In 2021, 19 states passed 34 laws restricting access to voting. This alarming trend has continued in 2022, with at least 13 voter restriction bills currently making their way through state legislatures. What is behind these attacks on democracy and what can be done to address them?
Hosted by AULA Graduate student Clarence R. Williams, this conversation with accomplished attorney and scholar Professor Sonia R. Jarvis, J.D. will explore the history and current issues around voting rights issues and race.
Professor Sonia R. Jarvis is an accomplished attorney and scholar whose research and teaching have focused on race, politics, and the media. Her legal practice focuses on civil rights, civil liberties, minority businesses and counseling nonprofit organizations. She served as a law clerk for renowned Federal Judge Frank M. Johnson, Jr. when he was the US District Court Judge for the Middle District of Alabama and also when he was elevated to become a US Circuit Court Judge for the 11th Circuit Court of Appeals. Professor Jarvis has written several book chapters and papers and is currently focused on voter suppression in a book she is co-authoring entitled "States of Confusion: How New Voter ID Requirements Fail Democracy and What to Do About It" (under contract with NYU Press). An active member of several professional associations and academic organizations, she has served in a variety of administrative positions, including most notably as the Executive Director of the National Coalition on Black Voter Participation, Inc., and Managing Director of the Center for National Policy Review Clinic formerly based at Catholic University of America’s Columbus School of Law.
A frequent commentator on public and political issues, Professor Jarvis has testified before Congress and has been interviewed by almost every major media outlet in the country, such as National Public Radio, the Washington Post, PBS News Hour, and CNN. Prior to joining Baruch College, CUNY, she served as a Senior Consultant for the President’s Initiative on Race in the Clinton White House tasked with drafting its final report and has been invited to teach at Harvard University’s Kennedy School of Government, George Washington University’s School of Media and Public Affairs, Georgetown University’s Law Center, and Rutgers, the State University of New Jersey’s Eagleton Institute of Politics.
Professor Jarvis has taught undergraduate and graduate courses on race and politics, public policy, intergroup dialogue, communications and media analysis, law and public policy, and women's rights while bringing a wealth of practical and theoretical knowledge to the courses she teaches at Baruch. She first joined Baruch’s Marxe School of Public & International Affairs in 2004 as the Lillian & Nathan Ackerman Visiting Distinguished Associate Professor of Equality and Justice in America and was appointed a Distinguished Lecturer and Director of the Center for Equality, Pluralism and Policy in 2007. Professor Jarvis graduated from Stanford University with a B.A. in Political Science with Honors and Distinction, and a B.A. in Psychology, followed by a J.D. from Yale University Law School. She was recently acknowledged by Stanford University as its first African American Female Varsity Athlete in university history when she served as Captain of the Stanford Women’s Basketball Team.

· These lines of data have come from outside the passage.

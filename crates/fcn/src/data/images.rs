//! # Image I/O
//!
//! Loading RGB images and label masks into [`SegmentationItem`]s, and
//! writing label masks as color-coded PNGs.
//!
//! Masks use the PASCAL VOC color map: label ``i`` gets [`label_color`]
//! ``(i)``, and [`IGNORE_INDEX`] is the cream border color.

use crate::data::item::{IGNORE_INDEX, SegmentationItem};
use anyhow::Context;
use image::imageops::FilterType;
use image::{ImageBuffer, Rgb, RgbImage};
use std::collections::HashMap;
use std::path::Path;

/// The VOC color of `label`.
pub fn label_color(label: usize) -> [u8; 3] {
    let mut c = label;
    let mut rgb = [0u8; 3];
    for bit in (0..8).rev() {
        for (channel, value) in rgb.iter_mut().enumerate() {
            *value |= (((c >> channel) & 1) as u8) << bit;
        }
        c >>= 3;
    }
    rgb
}

/// Resize `image` unless it already has the target ``[height, width]``.
fn maybe_resize(
    image: RgbImage,
    size: Option<[usize; 2]>,
    filter: FilterType,
) -> RgbImage {
    match size {
        Some([h, w]) if [image.height() as usize, image.width() as usize] != [h, w] => {
            image::imageops::resize(&image, w as u32, h as u32, filter)
        }
        _ => image,
    }
}

/// Convert an RGB image to ``[3, height, width]`` values in ``[0, 1]``.
pub fn rgb_to_chw(image: &RgbImage) -> Vec<f32> {
    let (w, h) = image.dimensions();
    let plane = (w * h) as usize;
    let mut chw = vec![0.0; 3 * plane];
    for (x, y, pixel) in image.enumerate_pixels() {
        let offset = (y * w + x) as usize;
        for c in 0..3 {
            chw[c * plane + offset] = pixel[c] as f32 / 255.0;
        }
    }
    chw
}

/// Load an RGB image.
///
/// # Arguments
///
/// - `path`: any format the `image` crate decodes.
/// - `size`: optional ``[height, width]`` to resize to.
///
/// # Returns
///
/// ``(chw, height, width)``
pub fn load_rgb<P: AsRef<Path>>(
    path: P,
    size: Option<[usize; 2]>,
) -> anyhow::Result<(Vec<f32>, usize, usize)> {
    let path = path.as_ref();
    let image = image::open(path)
        .with_context(|| format!("failed to open image {}", path.display()))?
        .to_rgb8();
    let image = maybe_resize(image, size, FilterType::Triangle);
    let (w, h) = image.dimensions();
    Ok((rgb_to_chw(&image), h as usize, w as usize))
}

/// Load a VOC color-coded label mask.
///
/// Colors outside the first `num_classes` labels map to [`IGNORE_INDEX`].
/// Resizing uses nearest neighbor sampling.
pub fn load_mask<P: AsRef<Path>>(
    path: P,
    num_classes: usize,
    size: Option<[usize; 2]>,
) -> anyhow::Result<(Vec<usize>, usize, usize)> {
    let path = path.as_ref();
    let image = image::open(path)
        .with_context(|| format!("failed to open mask {}", path.display()))?
        .to_rgb8();
    let image = maybe_resize(image, size, FilterType::Nearest);

    let palette: HashMap<[u8; 3], usize> = (0..num_classes)
        .map(|label| (label_color(label), label))
        .collect();

    let (w, h) = image.dimensions();
    let mask = image
        .pixels()
        .map(|pixel| *palette.get(&pixel.0).unwrap_or(&IGNORE_INDEX))
        .collect();
    Ok((mask, h as usize, w as usize))
}

/// Load an image and its label mask as one item.
pub fn load_segmentation_item<P: AsRef<Path>, Q: AsRef<Path>>(
    image_path: P,
    mask_path: Q,
    num_classes: usize,
    size: Option<[usize; 2]>,
) -> anyhow::Result<SegmentationItem> {
    let (image, height, width) = load_rgb(image_path, size)?;
    let (mask, _, _) = load_mask(mask_path, num_classes, Some([height, width]))?;

    let item = SegmentationItem {
        image,
        mask,
        height,
        width,
    };
    item.try_validate().map_err(anyhow::Error::msg)?;
    Ok(item)
}

/// Render a label mask with [`label_color`].
pub fn mask_to_image(
    mask: &[usize],
    height: usize,
    width: usize,
) -> anyhow::Result<RgbImage> {
    anyhow::ensure!(
        mask.len() == height * width,
        "mask length {} does not match [{height}, {width}]",
        mask.len()
    );
    Ok(ImageBuffer::from_fn(width as u32, height as u32, |x, y| {
        Rgb(label_color(mask[y as usize * width + x as usize]))
    }))
}

/// Save a label mask as a VOC color-coded PNG.
pub fn save_mask_png<P: AsRef<Path>>(
    mask: &[usize],
    height: usize,
    width: usize,
    path: P,
) -> anyhow::Result<()> {
    let path = path.as_ref();
    mask_to_image(mask, height, width)?
        .save_with_format(path, image::ImageFormat::Png)
        .with_context(|| format!("failed to write mask {}", path.display()))?;
    tracing::debug!(path = %path.display(), "wrote mask");
    Ok(())
}

#[cfg(test)]
mod tests {
    use super::*;

    #[test]
    fn test_label_colors() {
        assert_eq!(label_color(0), [0, 0, 0]);
        assert_eq!(label_color(1), [128, 0, 0]);
        assert_eq!(label_color(2), [0, 128, 0]);
        assert_eq!(label_color(3), [128, 128, 0]);
        assert_eq!(label_color(15), [192, 128, 128]);
        assert_eq!(label_color(IGNORE_INDEX), [224, 224, 192]);
    }

    #[test]
    fn test_mask_png_round_trip() {
        let dir = tempfile::tempdir().unwrap();
        let path = dir.path().join("mask.png");

        let mask = vec![0, 1, 2, 3, IGNORE_INDEX, 1];
        save_mask_png(&mask, 2, 3, &path).unwrap();

        let (loaded, h, w) = load_mask(&path, 4, None).unwrap();
        assert_eq!([h, w], [2, 3]);
        assert_eq!(loaded, mask);

        // Fewer classes: label 3 is now unknown.
        let (loaded, _, _) = load_mask(&path, 3, None).unwrap();
        assert_eq!(loaded[3], IGNORE_INDEX);

        assert!(save_mask_png(&mask, 2, 2, &path).is_err());
    }

    #[test]
    fn test_load_item_resized() {
        let dir = tempfile::tempdir().unwrap();
        let image_path = dir.path().join("image.png");
        let mask_path = dir.path().join("mask.png");

        RgbImage::from_pixel(8, 4, Rgb([255, 0, 51]))
            .save(&image_path)
            .unwrap();
        save_mask_png(&[2; 32], 4, 8, &mask_path).unwrap();

        let item = load_segmentation_item(&image_path, &mask_path, 3, Some([2, 4])).unwrap();
        assert_eq!([item.height, item.width], [2, 4]);
        assert_eq!(item.rgb(1, 3), [1.0, 0.0, 0.2]);
        assert!(item.mask.iter().all(|&label| label == 2));

        assert!(load_rgb(dir.path().join("missing.png"), None).is_err());
    }
}
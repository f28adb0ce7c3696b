//! acroclone CLI 应用
//!
//! - `--action clone`: 按 `--vm-name` 找到源虚拟机，一次性克隆 `--num-clones` 个
//! - `--action cleanup`: 删除 `<vm-name>-0` .. `<vm-name>-(num-clones-1)`

use anyhow::Result;
use clap::Parser;
use tracing::{info, Level};

mod commands;
mod config;

use config::RunConfig;

#[derive(Parser, Debug)]
#[command(name = "acroclone")]
#[command(about = "Acropolis 虚拟机批量克隆与清理工具", long_about = None)]
#[command(version)]
pub struct Cli {
    /// 日志级别
    #[arg(short, long, default_value = "info")]
    log_level: String,

    /// 配置文件路径 (TOML)
    #[arg(short, long)]
    config: Option<String>,

    /// 运行模式 ('clone' 或 'cleanup')
    #[arg(long)]
    action: Option<String>,

    /// 集群地址 (CVM 或虚拟 IP)
    #[arg(long, alias = "cluster_ip")]
    cluster_ip: Option<String>,

    /// Prism 端口
    #[arg(long)]
    port: Option<u16>,

    /// Prism 用户名 (默认 admin)
    #[arg(long)]
    username: Option<String>,

    /// Prism 密码 (默认 admin)
    #[arg(long)]
    password: Option<String>,

    /// 虚拟机名称
    #[arg(long, alias = "vm_name")]
    vm_name: Option<String>,

    /// 克隆数量
    #[arg(long, alias = "num_clones", default_value_t = 1)]
    num_clones: u32,
}

#[tokio::main]
async fn main() -> Result<()> {
    let cli = Cli::parse();

    // 初始化日志
    let log_level = match cli.log_level.to_lowercase().as_str() {
        "trace" => Level::TRACE,
        "debug" => Level::DEBUG,
        "info" => Level::INFO,
        "warn" => Level::WARN,
        "error" => Level::ERROR,
        _ => Level::INFO,
    };

    tracing_subscriber::fmt().with_max_level(log_level).init();

    info!("acroclone 启动");

    let config = RunConfig::from_cli(&cli)?;
    commands::handle(config).await
}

Southern fried from toe to head, Clarence R. Williams has traveled a journey that has taken him from the White House to the celluloid gates of Hollywood . A celebrated publicist, Williams has worked on Broadway, in television and film. His cultural influence allowed him to co-design the first African-American pavilion at the world’s fair. Clarence’s love of the arts was rewarded when he became Commissioner of arts and humanities for the city of Washington DC.
Currently, Williams is committed to his new found passion for eradicating health disparities among minority populations. As a committed community stakeholder, Williams serves on a Community academic Council, collaborating with Charles Drew University, USC, UCLA and Healthy African American Families, Inc. This partnership supports the concept of patient centered research in the areas of cancer, stroke, depression, HIV-AIDS and Aging. A little known fact about Clarence: He named a Sorority, while working at Howard University, D.I.V.A.S. Inc., which is now enjoying its 35th Anniversary. Patti LaBelle calls him “Mr. Fix It.” He is currently a graduate student in the department of Urban Sustainability at Antioch University.